This Policy applies to: (1) all Directors; (2) all associates of the Company and the Company’s direct and indirect subsidiaries (wherever located); (3) all Family Members (as defined below) of Directors and associates; (4) all corporations, partnerships, trusts or other entities controlled by any of the above persons (or controlled by a group comprising two or more of any of the above persons); and (5) any other person or entity as designated from time to time by the General Counsel. This Policy shall continue to apply to a Director or associate, such individual’s Family Members and all corporations, partnerships, trusts or other entities controlled by such individual even after such Director’s or associate’s separation from service to the Company. If a Director or associate is in possession of material nonpublic information when his or her service terminates, that individual, such individual’s Family Members and all corporations, partnerships, trusts or other entities controlled by such individual may not trade in Company securities until that information has become public or is no longer material. The pre-clearance procedures specified for Designated Persons (as described below) will cease to apply to transactions in Company securities upon the expiration of any blackout period applicable at the time of the separation of such Director’s or associate’s service as a Director or associate of the Company.
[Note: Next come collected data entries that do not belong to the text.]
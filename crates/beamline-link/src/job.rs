// SPDX-License-Identifier: PMPL-1.0-or-later
// Copyright (c) 2026 Jonathan D.A. Jewell (hyperpolymath) <jonathan.jewell@open.ac.uk>
//
// Job driver: sequences one complete job from connect to disconnect.
//
// Ordering is the whole point here. Vector commands are only serialized
// between `vector_init` and `vector_end`, the footer only after the
// stream ends, and the connection is closed exactly once whatever
// happened before.

use tokio::io::{AsyncRead, AsyncWrite};
use tokio::net::TcpStream;
use tokio::sync::mpsc::Receiver;
use tracing::{info, warn};

use beamline_core::config::JobConfig;
use beamline_core::error::Result;
use beamline_core::types::VectorCommand;

use crate::handshake::{self, Handshake};
use crate::transport::{self, Connection};
use crate::wire;

/// Run one job end to end: connect, submit, stream, finish, close.
///
/// `points` is the external point source. It may run indefinitely; every
/// command it produces is serialized in order, synchronously, before the
/// next is accepted. When it closes, the vector stream is ended and the
/// job footer flushed.
pub async fn run(config: &JobConfig, points: Receiver<VectorCommand>) -> Result<()> {
    config.validate()?;
    let conn: Connection<TcpStream> =
        transport::connect(&config.host, config.port, config.connect_timeout_secs).await?;
    run_on(conn, config, points).await
}

/// Same as [`run`] but over an already-open connection, which lets tests
/// drive a whole job against an in-memory device.
pub async fn run_on<S: AsyncRead + AsyncWrite + Unpin>(
    mut conn: Connection<S>,
    config: &JobConfig,
    mut points: Receiver<VectorCommand>,
) -> Result<()> {
    let result = drive(&mut conn, config, &mut points).await;
    if !conn.close().await {
        warn!("device connection did not close cleanly");
    }
    result
}

async fn drive<S: AsyncRead + AsyncWrite + Unpin>(
    conn: &mut Connection<S>,
    config: &JobConfig,
    points: &mut Receiver<VectorCommand>,
) -> Result<()> {
    let host_label = handshake::local_host_label();
    info!(
        host = %config.host,
        job = %config.job_name,
        user = %config.user,
        submitting_host = %host_label,
        "starting job"
    );

    Handshake::new(conn).run(config, &host_label).await?;

    conn.send_frame(&wire::job_header(config)).await?;
    conn.send_frame(&wire::vector_init(config)).await?;
    conn.send_frame(&wire::vector_param(config.beam)).await?;

    let mut moves: u64 = 0;
    while let Some(command) = points.recv().await {
        match command {
            VectorCommand::Move { pen, x, y } => {
                conn.send_frame(&wire::moveto(pen, x, y)).await?;
                moves += 1;
            }
            VectorCommand::Param(params) => {
                conn.send_frame(&wire::vector_param(params)).await?;
            }
        }
    }

    info!(moves, "point source finished, closing out the job");
    conn.send_frame(&wire::vector_end()).await?;
    conn.send_frame(&wire::job_footer()).await?;
    Ok(())
}
// SPDX-License-Identifier: PMPL-1.0-or-later
// Copyright (c) 2026 Jonathan D.A. Jewell (hyperpolymath) <jonathan.jewell@open.ac.uk>
//
// Frame serializer for the device's three command layers: the LPD
// submission frames, the PJL/PCL job bracketing, and the HPGL-like vector
// stream. Every function here is pure: it formats one frame into a fresh
// byte vector and the transport writes it in a single call.
//
// The byte layouts are a firmware contract. Change nothing here without a
// capture from a real device to compare against.

use beamline_core::config::JobConfig;
use beamline_core::types::{PenState, VectorParams};

/// The escape character, we insert this _a lot_.
const ESC: char = '\x1b';

/// Number of zero bytes padded after the PJL EOJ line. The device buffers
/// trailing job state and only commits it once this much extra input has
/// arrived.
pub const FOOTER_PAD: usize = 4096;

// ---------------------------------------------------------------------------
// LPD submission frames
// ---------------------------------------------------------------------------

/// `\x02<queue>\n` — begin a job on the named queue. The device accepts an
/// empty queue label.
pub fn queue_select(queue: &str) -> Vec<u8> {
    format!("\x02{queue}\n").into_bytes()
}

/// `\x02<len> cfA<job_name><host>\n` — announce the sized control file.
///
/// `<len>` is the byte length of the control file that follows, excluding
/// its NUL terminator: the `H` command letter, the host label, and the
/// newline.
pub fn control_file_announce(job_name: &str, host: &str) -> Vec<u8> {
    let len = host.len() + 2;
    format!("\x02{len} cfA{job_name}{host}\n").into_bytes()
}

/// The control file itself: the submitting host line, NUL-terminated.
pub fn control_file(host: &str) -> Vec<u8> {
    format!("H{host}\n\0").into_bytes()
}

/// `\x03<job_size> dfA<job_name><host>\n` — announce the sized data file.
pub fn data_file_announce(job_size: u64, job_name: &str, host: &str) -> Vec<u8> {
    format!("\x03{job_size} dfA{job_name}{host}\n").into_bytes()
}

// ---------------------------------------------------------------------------
// PJL / PCL job bracketing
// ---------------------------------------------------------------------------

/// The PJL job header: name the job, enter PCL, then set focus, offset
/// registration, resolution, and home the logical page.
///
/// Resolution appears twice (`&u…D` and `*t…R`) and the device requires
/// both fields to carry the same value.
pub fn job_header(config: &JobConfig) -> Vec<u8> {
    [
        format!("{ESC}%-12345X@PJL JOB NAME={}\r\n", config.title),
        format!("{ESC}E@PJL ENTER LANGUAGE=PCL\r\n"),
        // Autofocus on or off.
        format!("{ESC}&y{}A", u8::from(config.auto_focus)),
        // Left (long-edge) offset registration.
        format!("{ESC}&l0U"),
        // Top (short-edge) offset registration.
        format!("{ESC}&l0Z"),
        format!("{ESC}&u{}D", config.resolution),
        // Home the cursor.
        format!("{ESC}*p0X"),
        format!("{ESC}*p0Y"),
        format!("{ESC}*t{}R", config.resolution),
    ]
    .join("")
    .into_bytes()
}

/// Re-enter PCL, declare the raster page, and switch the device into the
/// vector sub-language. `IN;` initialises the vector parser; only after it
/// may moves and beam parameters be sent.
pub fn vector_init(config: &JobConfig) -> Vec<u8> {
    [
        format!("{ESC}E@PJL ENTER LANGUAGE=PCL\r\n"),
        // Page orientation.
        format!("{ESC}*r0F"),
        format!("{ESC}*r{}T", config.height),
        format!("{ESC}*r{}S", config.width),
        format!("{ESC}*r1A"),
        format!("{ESC}*rC"),
        format!("{ESC}%1B"),
        "IN;".to_string(),
    ]
    .join("")
    .into_bytes()
}

/// Leave the vector sub-language.
pub fn vector_end() -> Vec<u8> {
    format!("{ESC}%0B").into_bytes()
}

/// Reset the device, exit PCL, end the PJL job, then pad with
/// [`FOOTER_PAD`] zero bytes so the device flushes its tail state.
pub fn job_footer() -> Vec<u8> {
    let mut frame = format!("{ESC}E{ESC}%-12345X@PJL EOJ \r\n").into_bytes();
    frame.resize(frame.len() + FOOTER_PAD, 0);
    frame
}

// ---------------------------------------------------------------------------
// Vector stream
// ---------------------------------------------------------------------------

/// Beam parameter frame: `XR<freq>;YP<power>;ZS<speed>;` with fixed
/// 4/3/3-digit zero-padded decimal fields.
///
/// The field widths are part of the firmware contract, so values wider
/// than their field are clamped rather than widened. The frame shape
/// never varies with value magnitude.
pub fn vector_param(params: VectorParams) -> Vec<u8> {
    let frequency = params.frequency.min(9999);
    let power = params.power.min(999);
    let speed = params.speed.min(999);
    format!("XR{frequency:04};YP{power:03};ZS{speed:03};").into_bytes()
}

/// Pen move: `PD<x>,<y>;` cuts to the point, `PU<x>,<y>;` travels to it.
/// Coordinates are device units.
pub fn moveto(pen: PenState, x: u32, y: u32) -> Vec<u8> {
    format!("P{}{x},{y};", pen.command_letter()).into_bytes()
}

#[cfg(test)]
mod tests {
    use super::*;

    fn test_config() -> JobConfig {
        JobConfig {
            host: "laser.local".to_string(),
            title: "bracket".to_string(),
            job_name: "bracket.pdf".to_string(),
            resolution: 1200,
            width: 8,
            height: 8,
            ..Default::default()
        }
    }

    #[test]
    fn queue_select_frames_the_queue_name() {
        assert_eq!(queue_select(""), b"\x02\n");
        assert_eq!(queue_select("Legend"), b"\x02Legend\n");
    }

    #[test]
    fn control_announce_sizes_the_host_line() {
        // "Hworkbench\n" is 11 bytes.
        assert_eq!(
            control_file_announce("bracket.pdf", "workbench"),
            b"\x0211 cfAbracket.pdfworkbench\n"
        );
    }

    #[test]
    fn control_file_is_nul_terminated() {
        assert_eq!(control_file("workbench"), b"Hworkbench\n\0");
    }

    #[test]
    fn announced_length_matches_the_payload() {
        let announce = control_file_announce("bracket.pdf", "workbench");
        let announced: usize = std::str::from_utf8(&announce[1..3])
            .expect("decimal length field")
            .parse()
            .expect("decimal length field");
        // The payload minus its NUL terminator.
        assert_eq!(announced, control_file("workbench").len() - 1);
    }

    #[test]
    fn data_announce_carries_size_job_and_host() {
        assert_eq!(
            data_file_announce(1 << 20, "bracket.pdf", "workbench"),
            b"\x031048576 dfAbracket.pdfworkbench\n"
        );
    }

    #[test]
    fn job_header_bytes() {
        let header = job_header(&test_config());
        assert_eq!(
            header,
            b"\x1b%-12345X@PJL JOB NAME=bracket\r\n\
              \x1bE@PJL ENTER LANGUAGE=PCL\r\n\
              \x1b&y0A\x1b&l0U\x1b&l0Z\x1b&u1200D\x1b*p0X\x1b*p0Y\x1b*t1200R"
        );
    }

    #[test]
    fn job_header_repeats_the_resolution() {
        let mut config = test_config();
        config.resolution = 600;
        let header = String::from_utf8(job_header(&config)).expect("header is ascii");
        assert!(header.contains("\x1b&u600D"), "unit-of-measure field");
        assert!(header.contains("\x1b*t600R"), "raster resolution field");
    }

    #[test]
    fn vector_init_ends_in_the_vector_language() {
        let init = vector_init(&test_config());
        assert_eq!(
            init,
            b"\x1bE@PJL ENTER LANGUAGE=PCL\r\n\
              \x1b*r0F\x1b*r8T\x1b*r8S\x1b*r1A\x1b*rC\x1b%1BIN;"
        );
    }

    #[test]
    fn vector_param_fixed_widths() {
        let frame = vector_param(VectorParams {
            frequency: 5000,
            power: 100,
            speed: 5,
        });
        assert_eq!(frame, b"XR5000;YP100;ZS005;");
    }

    #[test]
    fn vector_param_clamps_oversized_values() {
        // Out-of-range values clamp to the field maximum instead of
        // widening the frame.
        let frame = vector_param(VectorParams {
            frequency: 123_456,
            power: 1000,
            speed: 0,
        });
        assert_eq!(frame, b"XR9999;YP999;ZS000;");
        assert_eq!(frame.len(), b"XR0000;YP000;ZS000;".len());
    }

    #[test]
    fn moveto_pen_down() {
        assert_eq!(moveto(PenState::Down, 1200, 1200), b"PD1200,1200;");
    }

    #[test]
    fn moveto_pen_up_at_origin() {
        assert_eq!(moveto(PenState::Up, 0, 0), b"PU0,0;");
    }

    #[test]
    fn vector_end_exits_the_sub_language() {
        assert_eq!(vector_end(), b"\x1b%0B");
    }

    #[test]
    fn footer_pads_with_exactly_4096_zeros() {
        let footer = job_footer();
        let prefix = b"\x1bE\x1b%-12345X@PJL EOJ \r\n";
        assert!(footer.starts_with(prefix));
        let pad = &footer[prefix.len()..];
        assert_eq!(pad.len(), FOOTER_PAD);
        assert!(pad.iter().all(|&byte| byte == 0));
    }
}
This Policy does not apply to a partnership of which any of the persons identified in clauses (1), (2) or (3) is a non-controlling general or limited partner, it being understood that transactions in Company securities by such partnership that are for the account of such non-controlling general or limited partner identified in clauses (1), (2) or (3) shall be deemed for purposes of this Policy to be transactions directly by that person (and not the partnership) and as such covered by this Policy.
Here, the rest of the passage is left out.